From The Literary Hub:

Written into our culture is the idea of the writer as adventurer, or the writer as rake. It isn’t enough that a person should strive to write interesting things. They ought also, we feel, to have an interesting life.

. . . .

I am—insofar as I am anything at all—a writer of fiction: a maker-up of things, someone who repurposes, taking elements of reality and twisting them out of shape. I also have two small children. A garden. I do a lot of washing, and go to bed at half past nine. Where creative transports ought to go, there are only 500 solid words on the page each morning and the nursery run. I am ashamed.

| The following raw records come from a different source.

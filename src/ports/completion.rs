//! Completion Port - chat-completion transport used by the oracle.
//!
//! The oracle builds prompts and parses answers; this port only moves a list
//! of messages to a model and returns its text. Model fallback lives above
//! this port, so a request may name the model it wants.

use async_trait::async_trait;
use serde::{Deserialize, Serialize};

/// Port for a chat-completion service.
#[async_trait]
pub trait CompletionClient: Send + Sync {
    /// Generate a single completion.
    async fn complete(&self, request: CompletionRequest) -> Result<CompletionResponse, AIError>;

    /// Provider name and default model.
    fn provider_info(&self) -> ProviderInfo;
}

/// Request for a completion.
#[derive(Debug, Clone, Default)]
pub struct CompletionRequest {
    /// Model override; `None` uses the client's default.
    pub model: Option<String>,
    pub messages: Vec<Message>,
    pub system_prompt: Option<String>,
    pub max_tokens: Option<u32>,
    /// 0.0 = deterministic.
    pub temperature: Option<f32>,
}

impl CompletionRequest {
    pub fn new() -> Self {
        Self::default()
    }

    pub fn with_model(mut self, model: impl Into<String>) -> Self {
        self.model = Some(model.into());
        self
    }

    pub fn with_message(mut self, role: MessageRole, content: impl Into<String>) -> Self {
        self.messages.push(Message::new(role, content));
        self
    }

    pub fn with_system_prompt(mut self, prompt: impl Into<String>) -> Self {
        self.system_prompt = Some(prompt.into());
        self
    }

    pub fn with_max_tokens(mut self, max: u32) -> Self {
        self.max_tokens = Some(max);
        self
    }

    pub fn with_temperature(mut self, temp: f32) -> Self {
        self.temperature = Some(temp);
        self
    }

    /// Concatenated user message contents, used by test doubles.
    pub fn user_text(&self) -> String {
        self.messages
            .iter()
            .filter(|m| m.role == MessageRole::User)
            .map(|m| m.content.as_str())
            .collect::<Vec<_>>()
            .join("\n")
    }
}

/// A message in the conversation.
#[derive(Debug, Clone, PartialEq, Eq, Serialize, Deserialize)]
pub struct Message {
    pub role: MessageRole,
    pub content: String,
}

impl Message {
    pub fn new(role: MessageRole, content: impl Into<String>) -> Self {
        Self {
            role,
            content: content.into(),
        }
    }

    pub fn system(content: impl Into<String>) -> Self {
        Self::new(MessageRole::System, content)
    }

    pub fn user(content: impl Into<String>) -> Self {
        Self::new(MessageRole::User, content)
    }
}

/// Role of the message sender.
#[derive(Debug, Clone, Copy, PartialEq, Eq, Hash, Serialize, Deserialize)]
#[serde(rename_all = "lowercase")]
pub enum MessageRole {
    System,
    User,
    Assistant,
}

/// Response from a completion.
#[derive(Debug, Clone, PartialEq)]
pub struct CompletionResponse {
    pub content: String,
    /// Model that actually answered.
    pub model: String,
}

/// Provider information.
#[derive(Debug, Clone, Serialize, Deserialize)]
pub struct ProviderInfo {
    /// Provider name (e.g., "openrouter").
    pub name: String,
    /// Default model identifier.
    pub model: String,
}

impl ProviderInfo {
    pub fn new(name: impl Into<String>, model: impl Into<String>) -> Self {
        Self {
            name: name.into(),
            model: model.into(),
        }
    }
}

/// Completion transport errors.
#[derive(Debug, thiserror::Error)]
pub enum AIError {
    /// Rate limited by provider.
    #[error("rate limited: retry after {retry_after_secs}s")]
    RateLimited { retry_after_secs: u32 },

    /// Provider is unavailable (5xx or overloaded).
    #[error("provider unavailable: {message}")]
    Unavailable { message: String },

    /// API key rejected.
    #[error("authentication failed")]
    AuthenticationFailed,

    #[error("network error: {0}")]
    Network(String),

    /// Response body did not have the expected shape.
    #[error("parse error: {0}")]
    Parse(String),

    /// Provider rejected the request (4xx other than auth and rate limit).
    #[error("invalid request: {0}")]
    InvalidRequest(String),

    #[error("request timed out after {timeout_secs}s")]
    Timeout { timeout_secs: u32 },
}

impl AIError {
    pub fn rate_limited(retry_after_secs: u32) -> Self {
        Self::RateLimited { retry_after_secs }
    }

    pub fn unavailable(message: impl Into<String>) -> Self {
        Self::Unavailable {
            message: message.into(),
        }
    }

    pub fn network(message: impl Into<String>) -> Self {
        Self::Network(message.into())
    }

    pub fn parse(message: impl Into<String>) -> Self {
        Self::Parse(message.into())
    }

    /// Returns true if this error is retryable.
    pub fn is_retryable(&self) -> bool {
        matches!(
            self,
            AIError::RateLimited { .. }
                | AIError::Unavailable { .. }
                | AIError::Network(_)
                | AIError::Timeout { .. }
        )
    }
}

#[cfg(test)]
mod tests {
    use super::*;

    #[test]
    fn completion_request_builder_works() {
        let request = CompletionRequest::new()
            .with_model("gpt-4o-mini")
            .with_message(MessageRole::User, "Hello")
            .with_system_prompt("Extract tasks")
            .with_max_tokens(100)
            .with_temperature(0.0);

        assert_eq!(request.model.as_deref(), Some("gpt-4o-mini"));
        assert_eq!(request.messages.len(), 1);
        assert_eq!(request.messages[0].role, MessageRole::User);
        assert_eq!(request.system_prompt, Some("Extract tasks".to_string()));
        assert_eq!(request.max_tokens, Some(100));
        assert_eq!(request.temperature, Some(0.0));
    }

    #[test]
    fn user_text_skips_system_messages() {
        let mut request = CompletionRequest::new().with_message(MessageRole::User, "a");
        request.messages.push(Message::system("s"));
        request.messages.push(Message::user("b"));
        assert_eq!(request.user_text(), "a\nb");
    }

    #[test]
    fn ai_error_retryable_classification() {
        assert!(AIError::rate_limited(30).is_retryable());
        assert!(AIError::unavailable("down").is_retryable());
        assert!(AIError::network("reset").is_retryable());
        assert!(AIError::Timeout { timeout_secs: 30 }.is_retryable());

        assert!(!AIError::AuthenticationFailed.is_retryable());
        assert!(!AIError::parse("bad json").is_retryable());
        assert!(!AIError::InvalidRequest("bad".into()).is_retryable());
    }

    #[test]
    fn message_role_serializes_lowercase() {
        let json = serde_json::to_string(&MessageRole::Assistant).unwrap();
        assert_eq!(json, "\"assistant\"");
    }

    #[test]
    fn ai_error_displays_correctly() {
        assert_eq!(
            AIError::rate_limited(30).to_string(),
            "rate limited: retry after 30s"
        );
    }
}
//! Task store configuration

use secrecy::{ExposeSecret, Secret};
use serde::Deserialize;
use std::time::Duration;

use super::error::ValidationError;

/// Todoist-style REST API settings
#[derive(Debug, Deserialize)]
pub struct StoreConfig {
    /// API token; without it confirmed results are shown as JSON instead
    pub api_token: Option<Secret<String>>,

    #[serde(default = "default_base_url")]
    pub base_url: String,

    /// Request timeout in seconds
    #[serde(default = "default_timeout")]
    pub timeout_secs: u64,
}

impl StoreConfig {
    pub fn timeout(&self) -> Duration {
        Duration::from_secs(self.timeout_secs)
    }

    pub fn api_token(&self) -> Option<&str> {
        self.api_token
            .as_ref()
            .map(|t| t.expose_secret().as_str())
            .filter(|t| !t.trim().is_empty())
    }

    pub fn is_configured(&self) -> bool {
        self.api_token().is_some()
    }

    /// Validate store configuration
    pub fn validate(&self) -> Result<(), ValidationError> {
        if url::Url::parse(&self.base_url).is_err() {
            return Err(ValidationError::InvalidUrl("store", self.base_url.clone()));
        }
        if self.timeout_secs == 0 {
            return Err(ValidationError::InvalidTimeout("store"));
        }
        Ok(())
    }
}

impl Default for StoreConfig {
    fn default() -> Self {
        Self {
            api_token: None,
            base_url: default_base_url(),
            timeout_secs: default_timeout(),
        }
    }
}

fn default_base_url() -> String {
    "https://api.todoist.com/rest/v2".to_string()
}

fn default_timeout() -> u64 {
    30
}

#[cfg(test)]
mod tests {
    use super::*;

    #[test]
    fn test_unconfigured_by_default() {
        let config = StoreConfig::default();
        assert!(!config.is_configured());
        assert!(config.validate().is_ok());
    }

    #[test]
    fn test_token_enables_store() {
        let config = StoreConfig {
            api_token: Some(Secret::new("0123abcd".into())),
            ..Default::default()
        };
        assert_eq!(config.api_token(), Some("0123abcd"));
    }

    #[test]
    fn test_zero_timeout_is_invalid() {
        let config = StoreConfig {
            timeout_secs: 0,
            ..Default::default()
        };
        assert_eq!(config.validate(), Err(ValidationError::InvalidTimeout("store")));
    }
}
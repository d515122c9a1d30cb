//! Foundation module - Shared domain primitives.
//!
//! Identifiers, the state machine trait, and validation errors used by the
//! rest of the domain.

mod errors;
mod ids;
mod state_machine;

pub(crate) mod lenient;

pub use errors::ValidationError;
pub use ids::{ChatId, SessionKey, TaskId, UserId};
pub use state_machine::StateMachine;
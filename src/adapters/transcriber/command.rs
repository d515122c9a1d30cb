//! Transcriber that runs an external command.
//!
//! The command line is split on whitespace. A `{path}` argument is replaced by
//! the audio path; without one, the path is appended. Stdout is the
//! transcript.

use async_trait::async_trait;
use std::path::Path;
use tokio::process::Command;
use tracing::debug;

use crate::ports::{Transcriber, TranscriptionError};

const PATH_PLACEHOLDER: &str = "{path}";

#[derive(Debug, Clone)]
pub struct CommandTranscriber {
    program: String,
    args: Vec<String>,
}

impl CommandTranscriber {
    /// Returns `None` for a blank command line.
    pub fn parse(command_line: &str) -> Option<Self> {
        let mut parts = command_line.split_whitespace().map(str::to_string);
        let program = parts.next()?;
        Some(Self {
            program,
            args: parts.collect(),
        })
    }

    fn args_for(&self, audio: &Path) -> Vec<String> {
        let path = audio.to_string_lossy();
        let mut args: Vec<String> = self
            .args
            .iter()
            .map(|a| a.replace(PATH_PLACEHOLDER, &path))
            .collect();
        if !self.args.iter().any(|a| a.contains(PATH_PLACEHOLDER)) {
            args.push(path.into_owned());
        }
        args
    }
}

#[async_trait]
impl Transcriber for CommandTranscriber {
    async fn transcribe(&self, audio: &Path) -> Result<String, TranscriptionError> {
        if !audio.exists() {
            return Err(TranscriptionError::MissingFile(audio.display().to_string()));
        }

        let args = self.args_for(audio);
        debug!(program = %self.program, ?args, "Running transcriber");
        let output = Command::new(&self.program)
            .args(&args)
            .output()
            .await
            .map_err(|e| TranscriptionError::Failed(format!("{}: {e}", self.program)))?;

        if !output.status.success() {
            let stderr = String::from_utf8_lossy(&output.stderr);
            return Err(TranscriptionError::Failed(format!(
                "{} exited with {}: {}",
                self.program,
                output.status,
                stderr.trim()
            )));
        }
        Ok(String::from_utf8_lossy(&output.stdout).trim().to_string())
    }
}

#[cfg(test)]
mod tests {
    use super::*;
    use std::io::Write;

    #[test]
    fn blank_command_is_none() {
        assert!(CommandTranscriber::parse("   ").is_none());
    }

    #[test]
    fn placeholder_is_substituted() {
        let t = CommandTranscriber::parse("whisper --file={path} --lang ru").unwrap();
        assert_eq!(
            t.args_for(Path::new("/tmp/a.ogg")),
            vec!["--file=/tmp/a.ogg", "--lang", "ru"]
        );
    }

    #[test]
    fn path_is_appended_without_placeholder() {
        let t = CommandTranscriber::parse("cat").unwrap();
        assert_eq!(t.args_for(Path::new("/tmp/a.ogg")), vec!["/tmp/a.ogg"]);
    }

    #[cfg(unix)]
    #[tokio::test]
    async fn stdout_is_the_transcript() {
        let mut file = tempfile::NamedTempFile::new().unwrap();
        writeln!(file, "  buy milk tomorrow  ").unwrap();

        let text = CommandTranscriber::parse("cat")
            .unwrap()
            .transcribe(file.path())
            .await
            .unwrap();
        assert_eq!(text, "buy milk tomorrow");
    }

    #[tokio::test]
    async fn missing_file_is_reported() {
        let err = CommandTranscriber::parse("cat")
            .unwrap()
            .transcribe(Path::new("/definitely/not/here.ogg"))
            .await
            .unwrap_err();
        assert!(matches!(err, TranscriptionError::MissingFile(_)));
    }
}
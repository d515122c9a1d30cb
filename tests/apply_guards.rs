//! Apply-time guards: the mass-update cap and partial create failures.

use std::sync::Arc;

use tasktalk::adapters::{InMemoryTaskStore, MockOracle, StoreCall};
use tasktalk::application::{ApplyEngine, EntityResolver};
use tasktalk::domain::datetime::DateTimeNormalizer;
use tasktalk::domain::extraction::{ExtractionResult, NewTask, Priority, TaskChanges, TaskUpdate};
use tasktalk::domain::foundation::TaskId;
use tasktalk::domain::projects::ProjectDirectory;
use tasktalk::domain::resolver::TaskRecord;
use tasktalk::ports::TaskStore;

fn engine(store: &InMemoryTaskStore) -> (ApplyEngine, Arc<EntityResolver>) {
    let port: Arc<dyn TaskStore> = Arc::new(store.clone());
    let resolver = Arc::new(EntityResolver::new(
        port.clone(),
        ProjectDirectory::default(),
        DateTimeNormalizer::from_name("UTC"),
    ));
    let engine = ApplyEngine::new(port, resolver.clone(), Arc::new(MockOracle::new()))
        .with_max_matches(10);
    (engine, resolver)
}

#[tokio::test]
async fn update_matching_more_than_the_cap_is_refused() {
    let mut store = InMemoryTaskStore::new();
    for n in 1..=11 {
        store = store.with_task(TaskRecord::new(
            TaskId::new(n.to_string()).unwrap(),
            format!("Invoice {n}"),
        ));
    }
    let (engine, _) = engine(&store);
    let result = ExtractionResult {
        tasks_updates: vec![TaskUpdate {
            target: "invoice".into(),
            changes: TaskChanges {
                priority: Some(Priority::Urgent),
                ..Default::default()
            },
            ..Default::default()
        }],
        ..Default::default()
    };

    let report = engine.apply(&result, "make all invoices urgent").await;

    assert_eq!(
        report.updated,
        vec!["⚠️ Too many matches (11) for: invoice. Narrow your request."]
    );
    assert!(!store
        .calls()
        .iter()
        .any(|c| matches!(c, StoreCall::Update(..) | StoreCall::Close(_))));
}

#[tokio::test]
async fn update_at_the_cap_is_applied_to_every_match() {
    let mut store = InMemoryTaskStore::new();
    for n in 1..=10 {
        store = store.with_task(TaskRecord::new(
            TaskId::new(n.to_string()).unwrap(),
            format!("Invoice {n}"),
        ));
    }
    let (engine, _) = engine(&store);
    let result = ExtractionResult {
        tasks_updates: vec![TaskUpdate {
            target: "invoice".into(),
            changes: TaskChanges {
                priority: Some(Priority::Low),
                ..Default::default()
            },
            ..Default::default()
        }],
        ..Default::default()
    };

    let report = engine.apply(&result, "lower all invoices").await;

    assert_eq!(report.updated.len(), 10);
    assert!(store.active_tasks().iter().all(|t| t.priority == Some(1)));
}

#[tokio::test]
async fn failed_create_does_not_stop_the_next_one() {
    let store = InMemoryTaskStore::new().failing_create("Book flights");
    let (engine, resolver) = engine(&store);
    let result = ExtractionResult {
        tasks_new: vec![NewTask::titled("Book flights"), NewTask::titled("Book hotel")],
        ..Default::default()
    };

    let report = engine.apply(&result, "book flights and hotel").await;

    assert_eq!(report.created.len(), 2);
    assert!(report.created[0].starts_with("❌ Failed to create: Book flights:"));
    assert!(report.created[1].starts_with("✅ Created: Book hotel (1000)"));
    assert_eq!(
        resolver.last_created().await.map(|id| id.to_string()),
        Some("1000".to_string())
    );
}
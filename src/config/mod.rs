//! Application configuration module
//!
//! This module provides type-safe configuration loading from environment variables
//! using the `config` and `dotenvy` crates. Configuration is loaded with the
//! `TASKTALK` prefix and nested values use double underscores as separators.
//!
//! # Example
//!
//! ```no_run
//! use tasktalk::config::AppConfig;
//!
//! let config = AppConfig::load().expect("Failed to load configuration");
//! config.validate().expect("Invalid configuration");
//!
//! println!("Home timezone: {}", config.assistant.timezone);
//! ```

mod assistant;
mod error;
mod logging;
mod oracle;
mod store;
mod transcriber;

pub use assistant::AssistantConfig;
pub use error::{ConfigError, ValidationError};
pub use logging::{LogFormat, LoggingConfig};
pub use oracle::OracleConfig;
pub use store::StoreConfig;
pub use transcriber::TranscriberConfig;

use serde::Deserialize;

/// Root application configuration
///
/// Every section has defaults, so an empty environment loads; the oracle API
/// key is the only value needed for a useful run.
#[derive(Debug, Default, Deserialize)]
pub struct AppConfig {
    /// Conversation, resolver and personalisation settings
    #[serde(default)]
    pub assistant: AssistantConfig,

    /// Language-model provider
    #[serde(default)]
    pub oracle: OracleConfig,

    /// Remote task store
    #[serde(default)]
    pub store: StoreConfig,

    /// Voice transcription
    #[serde(default)]
    pub transcriber: TranscriberConfig,

    #[serde(default)]
    pub logging: LoggingConfig,
}

impl AppConfig {
    /// Load configuration from environment variables
    ///
    /// This function:
    /// 1. Loads `.env` file if present (for development)
    /// 2. Reads environment variables with `TASKTALK` prefix
    /// 3. Uses `__` (double underscore) to separate nested values
    /// 4. Deserializes into typed configuration structs
    ///
    /// # Environment Variable Format
    ///
    /// - `TASKTALK__ASSISTANT__TIMEZONE=Europe/Berlin` -> `assistant.timezone`
    /// - `TASKTALK__ORACLE__MODELS=a/one,b/two` -> `oracle.models`
    ///
    /// # Errors
    ///
    /// Returns `ConfigError` if values cannot be parsed into expected types.
    pub fn load() -> Result<Self, ConfigError> {
        // Load .env file if present (development)
        dotenvy::dotenv().ok();

        let config = config::Config::builder()
            .add_source(
                config::Environment::default()
                    .prefix("TASKTALK")
                    .separator("__"),
            )
            .build()?
            .try_deserialize()?;

        Ok(config)
    }

    /// Validate all configuration values
    ///
    /// # Errors
    ///
    /// Returns `ValidationError` for the first invalid section.
    pub fn validate(&self) -> Result<(), ValidationError> {
        self.assistant.validate()?;
        self.oracle.validate()?;
        self.store.validate()?;
        Ok(())
    }
}

#[cfg(test)]
mod tests {
    use super::*;
    use std::env;
    use std::sync::Mutex;
    use std::time::Duration;

    // Mutex to ensure tests don't run in parallel (env vars are global)
    static ENV_MUTEX: Mutex<()> = Mutex::new(());

    const VARS: &[&str] = &[
        "TASKTALK__ASSISTANT__ALLOWED_USER_ID",
        "TASKTALK__ASSISTANT__TIMEZONE",
        "TASKTALK__ASSISTANT__SESSION_TIMEOUT_SECS",
        "TASKTALK__ASSISTANT__PROJECTS",
        "TASKTALK__ORACLE__API_KEY",
        "TASKTALK__ORACLE__MODELS",
        "TASKTALK__STORE__API_TOKEN",
        "TASKTALK__LOGGING__FORMAT",
    ];

    fn clear_env() {
        for var in VARS {
            env::remove_var(var);
        }
    }

    #[test]
    fn test_load_with_empty_environment_uses_defaults() {
        let _guard = ENV_MUTEX.lock().unwrap();
        clear_env();
        let config = AppConfig::load().unwrap();

        assert_eq!(config.assistant.timezone, "UTC");
        assert_eq!(config.assistant.session_timeout(), Duration::from_secs(180));
        assert!(config.oracle.api_key().is_none());
        assert!(!config.store.is_configured());
        assert_eq!(config.logging.format, LogFormat::Pretty);
        assert!(config.validate().is_ok());
    }

    #[test]
    fn test_load_from_environment() {
        let _guard = ENV_MUTEX.lock().unwrap();
        env::set_var("TASKTALK__ASSISTANT__ALLOWED_USER_ID", "4242");
        env::set_var("TASKTALK__ASSISTANT__TIMEZONE", "Europe/Moscow");
        env::set_var("TASKTALK__ASSISTANT__SESSION_TIMEOUT_SECS", "300");
        env::set_var("TASKTALK__ASSISTANT__PROJECTS", "Work:77,Home:88");
        env::set_var("TASKTALK__ORACLE__API_KEY", "sk-or-xxx");
        env::set_var("TASKTALK__ORACLE__MODELS", "a/one,b/two");
        env::set_var("TASKTALK__STORE__API_TOKEN", "tok");
        env::set_var("TASKTALK__LOGGING__FORMAT", "json");
        let result = AppConfig::load();
        clear_env();

        let config = result.unwrap();
        assert_eq!(config.assistant.allowed_user_id, Some(4242));
        assert_eq!(config.assistant.timezone, "Europe/Moscow");
        assert_eq!(config.assistant.session_timeout_secs, 300);
        assert_eq!(config.assistant.project_directory().names().count(), 2);
        assert_eq!(config.oracle.api_key(), Some("sk-or-xxx"));
        assert_eq!(config.oracle.model_list(), vec!["a/one", "b/two"]);
        assert!(config.store.is_configured());
        assert_eq!(config.logging.format, LogFormat::Json);
        assert!(config.validate().is_ok());
    }

    #[test]
    fn test_validate_reports_bad_timezone() {
        let _guard = ENV_MUTEX.lock().unwrap();
        env::set_var("TASKTALK__ASSISTANT__TIMEZONE", "Nowhere/Land");
        let result = AppConfig::load();
        clear_env();

        let config = result.unwrap();
        assert!(matches!(
            config.validate(),
            Err(ValidationError::InvalidTimezone(tz)) if tz == "Nowhere/Land"
        ));
    }
}
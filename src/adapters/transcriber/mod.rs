//! Speech-to-text adapters.

mod command;

pub use command::CommandTranscriber;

Of course, if we expect our writers of fiction to be as interesting as their work, and if we suspect, somewhere deep down, that people with ordinary lives will only ever be ordinary writers, then we will be given what we deserve: books by a small minority, mostly male, mostly white, mostly middle-class, mostly without families, who can afford to spend their lives doing nothing else. The rest of us—the majority who have to fit writing around whatever it is that lets us eat, or for whom writing is a route to eating and must therefore be done regardless of the presence of that dilettante, desire—will only ever, perhaps, be second rate.

. . . .

There are as many ways of writing as there are people who write, but this is my way: by routine, because I have to, because it’s my job, because things are worse if I don’t. I am awake by 6:30, tipped into the morning by the enthusiastic rousing of my children, who come to each day as if it were the only one they had, and by 7am I am at work, still in my pyjamas, in whatever corner of the house is quiet. My partner brings me coffee. At 9.30 he needs to be at his desk and so at 9.27 I stop work, take over the children; and then there is the laundry and the cooking, the picking up of items from the floor, and all the other small battles in the war against grot which children entail. Often, during my two and a half morning hours, I feel that I am trying to wrestle with my conscious mind, to hold it to task when it would prefer to wander, but I can’t wait for inspiration and must rely on the incremental growth of words ground out across a page.

. . . .

Without set hours, without external demands on my time, while I might seem more free, I think it would be at the expense of everything, because I would get nothing done at all. I would drift, and wait, and time would pass, and I would feel, increasingly, as though I had failed. Besides, I love the pattern days have, the way they turn. At the moment my days have the rhythm of nursery runs and naptimes, lost shoes and park trips, and it is not only that the things are necessary in and of themselves, but that I find them, or some version of them, necessary to my work; and, more, at times they are a joy.